Find "config.encryption(EncryptionLevel::Required);" and "#[async_trait]" in the records below. Copy the lines holding them and every line between, exactly, and no others.

▶ _Data to use_
********
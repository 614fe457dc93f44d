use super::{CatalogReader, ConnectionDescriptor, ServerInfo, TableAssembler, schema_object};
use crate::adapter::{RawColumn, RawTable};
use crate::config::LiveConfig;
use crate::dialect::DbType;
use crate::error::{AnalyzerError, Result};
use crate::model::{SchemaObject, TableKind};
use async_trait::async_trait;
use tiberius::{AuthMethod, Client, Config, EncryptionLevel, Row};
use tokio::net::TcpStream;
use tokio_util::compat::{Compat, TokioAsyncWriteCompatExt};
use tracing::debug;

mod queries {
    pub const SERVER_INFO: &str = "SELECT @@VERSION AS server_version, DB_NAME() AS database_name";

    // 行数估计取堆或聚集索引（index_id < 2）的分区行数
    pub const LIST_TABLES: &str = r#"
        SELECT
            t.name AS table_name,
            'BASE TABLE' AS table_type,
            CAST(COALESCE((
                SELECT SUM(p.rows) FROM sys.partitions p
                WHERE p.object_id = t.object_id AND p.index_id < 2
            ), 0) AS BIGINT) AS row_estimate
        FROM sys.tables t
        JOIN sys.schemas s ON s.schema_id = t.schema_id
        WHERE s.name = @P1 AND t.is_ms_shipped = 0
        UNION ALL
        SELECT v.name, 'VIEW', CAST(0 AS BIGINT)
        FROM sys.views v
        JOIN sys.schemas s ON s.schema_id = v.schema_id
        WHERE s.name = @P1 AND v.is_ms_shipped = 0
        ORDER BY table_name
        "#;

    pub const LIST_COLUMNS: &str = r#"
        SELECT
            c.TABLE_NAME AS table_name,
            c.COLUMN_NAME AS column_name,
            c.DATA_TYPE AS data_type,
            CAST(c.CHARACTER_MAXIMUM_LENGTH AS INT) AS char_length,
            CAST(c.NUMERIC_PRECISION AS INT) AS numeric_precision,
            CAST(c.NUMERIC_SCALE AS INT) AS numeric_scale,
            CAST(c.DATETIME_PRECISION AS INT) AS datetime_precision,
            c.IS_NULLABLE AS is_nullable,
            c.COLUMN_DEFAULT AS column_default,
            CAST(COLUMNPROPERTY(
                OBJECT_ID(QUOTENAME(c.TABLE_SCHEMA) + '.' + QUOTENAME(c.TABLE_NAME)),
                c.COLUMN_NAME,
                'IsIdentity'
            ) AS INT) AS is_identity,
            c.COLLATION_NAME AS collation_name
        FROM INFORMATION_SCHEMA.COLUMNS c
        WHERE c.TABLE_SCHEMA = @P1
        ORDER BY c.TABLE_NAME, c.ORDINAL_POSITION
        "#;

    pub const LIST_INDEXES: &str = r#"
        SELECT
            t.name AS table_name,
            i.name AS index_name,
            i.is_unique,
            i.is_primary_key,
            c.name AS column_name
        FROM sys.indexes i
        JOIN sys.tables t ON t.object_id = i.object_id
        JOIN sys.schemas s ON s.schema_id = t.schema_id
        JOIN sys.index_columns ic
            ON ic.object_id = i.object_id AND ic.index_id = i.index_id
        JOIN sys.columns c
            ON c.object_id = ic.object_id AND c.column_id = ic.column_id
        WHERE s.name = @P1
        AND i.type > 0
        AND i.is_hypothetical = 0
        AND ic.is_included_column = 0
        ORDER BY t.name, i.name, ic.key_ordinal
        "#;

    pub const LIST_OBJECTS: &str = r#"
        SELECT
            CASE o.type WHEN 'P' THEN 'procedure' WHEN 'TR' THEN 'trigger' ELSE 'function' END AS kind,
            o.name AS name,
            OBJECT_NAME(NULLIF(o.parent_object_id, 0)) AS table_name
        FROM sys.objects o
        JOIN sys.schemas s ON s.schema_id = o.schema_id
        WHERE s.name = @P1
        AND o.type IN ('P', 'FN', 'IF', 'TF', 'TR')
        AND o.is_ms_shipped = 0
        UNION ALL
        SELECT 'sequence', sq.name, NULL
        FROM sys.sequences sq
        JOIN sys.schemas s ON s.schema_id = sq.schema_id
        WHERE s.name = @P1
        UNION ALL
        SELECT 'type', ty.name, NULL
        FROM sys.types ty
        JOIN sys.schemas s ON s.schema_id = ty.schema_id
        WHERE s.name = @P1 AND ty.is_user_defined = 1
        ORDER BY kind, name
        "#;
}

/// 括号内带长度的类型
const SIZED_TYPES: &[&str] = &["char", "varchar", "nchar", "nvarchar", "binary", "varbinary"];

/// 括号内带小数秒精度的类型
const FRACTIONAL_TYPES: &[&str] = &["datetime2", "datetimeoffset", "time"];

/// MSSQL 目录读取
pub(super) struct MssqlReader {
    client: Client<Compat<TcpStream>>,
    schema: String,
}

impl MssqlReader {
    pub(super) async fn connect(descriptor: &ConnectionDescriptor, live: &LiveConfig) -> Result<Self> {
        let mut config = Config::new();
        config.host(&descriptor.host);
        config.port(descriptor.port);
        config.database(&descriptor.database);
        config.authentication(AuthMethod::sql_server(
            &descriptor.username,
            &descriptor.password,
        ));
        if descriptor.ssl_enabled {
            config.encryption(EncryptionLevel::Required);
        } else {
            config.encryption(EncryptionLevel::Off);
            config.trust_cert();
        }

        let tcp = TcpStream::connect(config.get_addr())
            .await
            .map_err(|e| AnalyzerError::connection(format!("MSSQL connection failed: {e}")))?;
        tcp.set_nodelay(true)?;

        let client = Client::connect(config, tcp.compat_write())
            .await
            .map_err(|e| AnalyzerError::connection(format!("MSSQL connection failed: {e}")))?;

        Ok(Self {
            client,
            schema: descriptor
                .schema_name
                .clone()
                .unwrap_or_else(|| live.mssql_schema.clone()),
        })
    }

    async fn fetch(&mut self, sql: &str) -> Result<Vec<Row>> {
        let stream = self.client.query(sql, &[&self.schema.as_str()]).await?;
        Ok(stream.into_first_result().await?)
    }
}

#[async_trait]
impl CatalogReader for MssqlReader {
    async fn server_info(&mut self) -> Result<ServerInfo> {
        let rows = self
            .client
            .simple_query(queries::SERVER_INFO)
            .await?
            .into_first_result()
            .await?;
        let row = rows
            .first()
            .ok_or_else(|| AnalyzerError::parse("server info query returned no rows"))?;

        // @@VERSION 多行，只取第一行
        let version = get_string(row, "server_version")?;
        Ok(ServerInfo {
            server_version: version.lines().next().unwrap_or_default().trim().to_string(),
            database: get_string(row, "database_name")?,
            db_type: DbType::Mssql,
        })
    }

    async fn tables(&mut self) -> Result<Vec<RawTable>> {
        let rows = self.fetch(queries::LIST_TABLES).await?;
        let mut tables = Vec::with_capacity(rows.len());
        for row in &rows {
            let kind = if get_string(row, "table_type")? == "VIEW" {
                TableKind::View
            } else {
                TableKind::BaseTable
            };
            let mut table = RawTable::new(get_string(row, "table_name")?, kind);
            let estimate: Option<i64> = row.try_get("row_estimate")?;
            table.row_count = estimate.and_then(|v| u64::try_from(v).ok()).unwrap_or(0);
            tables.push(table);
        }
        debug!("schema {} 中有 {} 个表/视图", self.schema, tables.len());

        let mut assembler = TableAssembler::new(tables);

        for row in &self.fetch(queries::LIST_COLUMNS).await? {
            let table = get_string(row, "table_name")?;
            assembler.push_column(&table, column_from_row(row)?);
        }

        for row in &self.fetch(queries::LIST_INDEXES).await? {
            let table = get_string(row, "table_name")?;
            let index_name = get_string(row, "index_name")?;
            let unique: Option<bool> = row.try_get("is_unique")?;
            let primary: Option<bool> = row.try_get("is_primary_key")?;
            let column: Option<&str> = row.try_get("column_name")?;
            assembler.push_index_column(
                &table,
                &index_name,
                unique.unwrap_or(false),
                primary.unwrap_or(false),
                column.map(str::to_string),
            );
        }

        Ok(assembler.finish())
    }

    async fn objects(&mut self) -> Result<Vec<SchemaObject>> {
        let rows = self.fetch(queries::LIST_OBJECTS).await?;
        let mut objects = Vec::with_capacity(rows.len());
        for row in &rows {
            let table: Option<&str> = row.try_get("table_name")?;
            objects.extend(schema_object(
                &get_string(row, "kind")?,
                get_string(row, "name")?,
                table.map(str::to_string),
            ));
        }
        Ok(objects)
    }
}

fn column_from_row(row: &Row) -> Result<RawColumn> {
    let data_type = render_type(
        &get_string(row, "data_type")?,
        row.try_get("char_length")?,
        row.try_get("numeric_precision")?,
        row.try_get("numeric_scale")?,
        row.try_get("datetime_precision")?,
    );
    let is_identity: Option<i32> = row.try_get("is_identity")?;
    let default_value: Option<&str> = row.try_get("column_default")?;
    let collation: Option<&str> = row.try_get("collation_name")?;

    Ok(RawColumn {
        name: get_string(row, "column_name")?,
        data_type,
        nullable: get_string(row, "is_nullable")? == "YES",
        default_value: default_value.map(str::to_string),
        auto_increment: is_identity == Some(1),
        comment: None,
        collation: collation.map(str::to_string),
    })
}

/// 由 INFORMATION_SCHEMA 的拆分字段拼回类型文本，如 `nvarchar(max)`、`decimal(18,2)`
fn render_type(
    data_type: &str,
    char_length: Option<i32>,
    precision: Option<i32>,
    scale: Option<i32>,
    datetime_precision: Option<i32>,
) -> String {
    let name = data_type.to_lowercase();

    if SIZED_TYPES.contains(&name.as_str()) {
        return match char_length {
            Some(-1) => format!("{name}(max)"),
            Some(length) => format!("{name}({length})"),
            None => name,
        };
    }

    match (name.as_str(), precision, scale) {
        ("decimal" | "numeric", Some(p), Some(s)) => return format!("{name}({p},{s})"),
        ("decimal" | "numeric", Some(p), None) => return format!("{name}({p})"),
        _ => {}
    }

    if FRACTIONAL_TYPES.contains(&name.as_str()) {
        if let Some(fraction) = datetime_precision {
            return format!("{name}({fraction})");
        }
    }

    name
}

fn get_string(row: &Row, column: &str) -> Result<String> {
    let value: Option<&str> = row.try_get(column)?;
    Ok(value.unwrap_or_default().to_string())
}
********
▶ _Result_
            config.encryption(EncryptionLevel::Required);
        } else {
            config.encryption(EncryptionLevel::Off);
            config.trust_cert();
        }

        let tcp = TcpStream::connect(config.get_addr())
            .await
            .map_err(|e| AnalyzerError::connection(format!("MSSQL connection failed: {e}")))?;
        tcp.set_nodelay(true)?;

        let client = Client::connect(config, tcp.compat_write())
            .await
            .map_err(|e| AnalyzerError::connection(format!("MSSQL connection failed: {e}")))?;

        Ok(Self {
            client,
            schema: descriptor
                .schema_name
                .clone()
                .unwrap_or_else(|| live.mssql_schema.clone()),
        })
    }

    async fn fetch(&mut self, sql: &str) -> Result<Vec<Row>> {
        let stream = self.client.query(sql, &[&self.schema.as_str()]).await?;
        Ok(stream.into_first_result().await?)
    }
}

#[async_trait]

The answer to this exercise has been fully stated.